• [EXERCISE DIRECTIONS]: Go through the data below. List every line that holds the word "impl".

• [EXERCISE MATERIAL]:

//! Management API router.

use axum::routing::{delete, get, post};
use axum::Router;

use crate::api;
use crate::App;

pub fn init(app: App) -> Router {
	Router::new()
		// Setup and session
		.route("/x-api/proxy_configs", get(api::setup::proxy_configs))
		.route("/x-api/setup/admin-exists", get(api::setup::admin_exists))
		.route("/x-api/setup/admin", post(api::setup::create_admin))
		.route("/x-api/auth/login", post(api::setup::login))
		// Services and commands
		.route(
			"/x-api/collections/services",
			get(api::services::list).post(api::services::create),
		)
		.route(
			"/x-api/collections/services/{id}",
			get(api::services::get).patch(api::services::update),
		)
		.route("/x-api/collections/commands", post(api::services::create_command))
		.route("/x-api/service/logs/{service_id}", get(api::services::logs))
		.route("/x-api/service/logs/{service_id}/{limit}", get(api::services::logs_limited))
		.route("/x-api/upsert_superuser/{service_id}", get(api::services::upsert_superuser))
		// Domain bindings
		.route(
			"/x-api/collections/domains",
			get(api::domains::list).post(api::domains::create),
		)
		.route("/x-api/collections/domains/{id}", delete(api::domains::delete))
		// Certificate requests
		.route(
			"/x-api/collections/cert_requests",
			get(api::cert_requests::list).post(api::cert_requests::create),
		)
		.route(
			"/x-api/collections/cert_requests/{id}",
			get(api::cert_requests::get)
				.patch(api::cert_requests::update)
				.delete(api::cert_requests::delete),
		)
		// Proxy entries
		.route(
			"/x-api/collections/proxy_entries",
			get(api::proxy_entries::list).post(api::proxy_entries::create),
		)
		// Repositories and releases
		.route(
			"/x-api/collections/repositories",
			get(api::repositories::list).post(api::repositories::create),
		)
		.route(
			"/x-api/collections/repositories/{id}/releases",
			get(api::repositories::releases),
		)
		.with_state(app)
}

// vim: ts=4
---
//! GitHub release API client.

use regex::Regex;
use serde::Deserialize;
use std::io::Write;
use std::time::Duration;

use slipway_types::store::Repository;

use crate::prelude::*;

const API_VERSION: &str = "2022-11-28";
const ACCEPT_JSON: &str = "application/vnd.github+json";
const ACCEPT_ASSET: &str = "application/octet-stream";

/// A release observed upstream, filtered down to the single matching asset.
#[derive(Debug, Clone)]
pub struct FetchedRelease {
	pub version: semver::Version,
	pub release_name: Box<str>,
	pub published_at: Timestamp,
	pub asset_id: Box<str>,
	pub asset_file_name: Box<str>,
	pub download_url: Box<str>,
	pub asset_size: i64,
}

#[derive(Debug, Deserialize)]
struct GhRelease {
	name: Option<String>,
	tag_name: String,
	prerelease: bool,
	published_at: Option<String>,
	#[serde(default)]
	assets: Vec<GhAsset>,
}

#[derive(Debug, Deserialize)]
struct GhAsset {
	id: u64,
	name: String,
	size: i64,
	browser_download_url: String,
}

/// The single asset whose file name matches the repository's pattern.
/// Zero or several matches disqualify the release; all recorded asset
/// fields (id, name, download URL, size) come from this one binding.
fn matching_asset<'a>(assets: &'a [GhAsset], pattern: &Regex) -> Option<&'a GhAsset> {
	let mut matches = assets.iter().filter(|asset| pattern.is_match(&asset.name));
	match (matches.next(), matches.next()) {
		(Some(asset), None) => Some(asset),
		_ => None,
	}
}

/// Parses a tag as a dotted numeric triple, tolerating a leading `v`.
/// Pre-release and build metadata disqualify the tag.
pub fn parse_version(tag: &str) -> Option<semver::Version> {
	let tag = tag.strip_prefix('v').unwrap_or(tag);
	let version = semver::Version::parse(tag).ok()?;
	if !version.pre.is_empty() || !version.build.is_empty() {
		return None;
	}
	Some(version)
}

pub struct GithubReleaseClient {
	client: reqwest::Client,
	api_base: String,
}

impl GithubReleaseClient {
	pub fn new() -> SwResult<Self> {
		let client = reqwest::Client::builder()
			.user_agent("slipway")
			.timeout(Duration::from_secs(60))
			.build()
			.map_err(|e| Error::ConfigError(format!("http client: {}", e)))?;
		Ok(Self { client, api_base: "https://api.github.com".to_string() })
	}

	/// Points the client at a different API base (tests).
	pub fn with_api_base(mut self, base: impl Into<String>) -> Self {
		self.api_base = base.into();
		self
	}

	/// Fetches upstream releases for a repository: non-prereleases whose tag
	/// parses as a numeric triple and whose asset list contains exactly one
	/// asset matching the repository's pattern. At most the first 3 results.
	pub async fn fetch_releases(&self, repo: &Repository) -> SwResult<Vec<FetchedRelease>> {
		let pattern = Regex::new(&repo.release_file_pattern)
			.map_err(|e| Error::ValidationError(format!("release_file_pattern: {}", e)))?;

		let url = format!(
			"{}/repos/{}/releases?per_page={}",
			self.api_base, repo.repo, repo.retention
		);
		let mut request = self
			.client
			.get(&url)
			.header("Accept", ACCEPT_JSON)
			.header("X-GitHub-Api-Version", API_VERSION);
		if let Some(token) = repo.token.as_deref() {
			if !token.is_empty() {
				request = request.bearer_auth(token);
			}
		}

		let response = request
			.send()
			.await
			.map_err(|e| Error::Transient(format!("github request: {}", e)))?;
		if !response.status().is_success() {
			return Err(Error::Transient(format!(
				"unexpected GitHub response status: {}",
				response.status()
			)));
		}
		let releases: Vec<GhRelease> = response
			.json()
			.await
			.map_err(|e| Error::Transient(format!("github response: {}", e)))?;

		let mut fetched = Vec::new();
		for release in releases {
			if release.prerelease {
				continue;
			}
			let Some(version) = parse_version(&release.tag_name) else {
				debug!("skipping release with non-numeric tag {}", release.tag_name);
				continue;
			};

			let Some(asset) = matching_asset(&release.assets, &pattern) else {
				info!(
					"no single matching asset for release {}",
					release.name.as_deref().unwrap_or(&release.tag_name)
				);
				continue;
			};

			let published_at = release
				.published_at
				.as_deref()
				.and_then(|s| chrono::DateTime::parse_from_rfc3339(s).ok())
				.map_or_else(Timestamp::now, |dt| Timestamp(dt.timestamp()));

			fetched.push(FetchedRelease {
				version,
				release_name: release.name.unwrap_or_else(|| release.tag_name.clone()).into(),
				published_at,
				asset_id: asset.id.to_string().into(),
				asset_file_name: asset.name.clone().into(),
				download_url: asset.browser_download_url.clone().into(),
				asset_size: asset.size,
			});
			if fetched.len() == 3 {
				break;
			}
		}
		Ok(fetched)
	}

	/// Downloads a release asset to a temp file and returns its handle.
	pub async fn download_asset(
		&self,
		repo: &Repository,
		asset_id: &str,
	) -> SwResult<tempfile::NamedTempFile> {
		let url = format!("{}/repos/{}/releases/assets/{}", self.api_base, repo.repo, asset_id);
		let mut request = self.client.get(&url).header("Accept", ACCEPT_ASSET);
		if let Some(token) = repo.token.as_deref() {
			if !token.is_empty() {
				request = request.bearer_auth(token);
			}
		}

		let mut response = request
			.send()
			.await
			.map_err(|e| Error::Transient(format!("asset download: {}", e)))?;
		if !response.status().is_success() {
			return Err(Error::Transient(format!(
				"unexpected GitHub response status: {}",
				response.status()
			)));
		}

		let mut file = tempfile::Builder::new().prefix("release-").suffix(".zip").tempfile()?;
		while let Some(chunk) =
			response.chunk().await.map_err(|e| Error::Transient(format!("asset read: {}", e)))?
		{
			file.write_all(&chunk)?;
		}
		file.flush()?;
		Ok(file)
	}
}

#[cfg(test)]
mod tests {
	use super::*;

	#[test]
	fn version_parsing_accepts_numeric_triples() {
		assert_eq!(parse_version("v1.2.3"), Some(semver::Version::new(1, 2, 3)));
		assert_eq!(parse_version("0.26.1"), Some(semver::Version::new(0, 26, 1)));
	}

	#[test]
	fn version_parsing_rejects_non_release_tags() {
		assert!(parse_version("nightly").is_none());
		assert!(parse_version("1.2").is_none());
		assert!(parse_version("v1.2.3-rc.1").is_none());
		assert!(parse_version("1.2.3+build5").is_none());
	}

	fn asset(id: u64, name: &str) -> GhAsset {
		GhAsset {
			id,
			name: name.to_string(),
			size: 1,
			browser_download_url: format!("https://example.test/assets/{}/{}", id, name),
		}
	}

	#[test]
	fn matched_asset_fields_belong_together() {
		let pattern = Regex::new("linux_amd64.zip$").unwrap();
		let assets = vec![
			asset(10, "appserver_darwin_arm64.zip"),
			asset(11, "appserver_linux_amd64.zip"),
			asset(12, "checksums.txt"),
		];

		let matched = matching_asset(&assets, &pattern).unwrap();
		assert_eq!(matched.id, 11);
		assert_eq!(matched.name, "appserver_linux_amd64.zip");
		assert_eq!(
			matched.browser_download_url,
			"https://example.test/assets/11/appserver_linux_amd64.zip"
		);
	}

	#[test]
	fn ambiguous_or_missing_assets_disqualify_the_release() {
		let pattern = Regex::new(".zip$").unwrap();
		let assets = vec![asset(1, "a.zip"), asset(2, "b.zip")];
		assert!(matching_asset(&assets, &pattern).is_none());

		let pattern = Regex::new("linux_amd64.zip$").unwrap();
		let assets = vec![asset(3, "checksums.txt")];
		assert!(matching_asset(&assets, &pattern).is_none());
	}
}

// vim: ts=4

• [ANSWER TO THIS PROBLEM]:
impl GithubReleaseClient {
	pub fn with_api_base(mut self, base: impl Into<String>) -> Self {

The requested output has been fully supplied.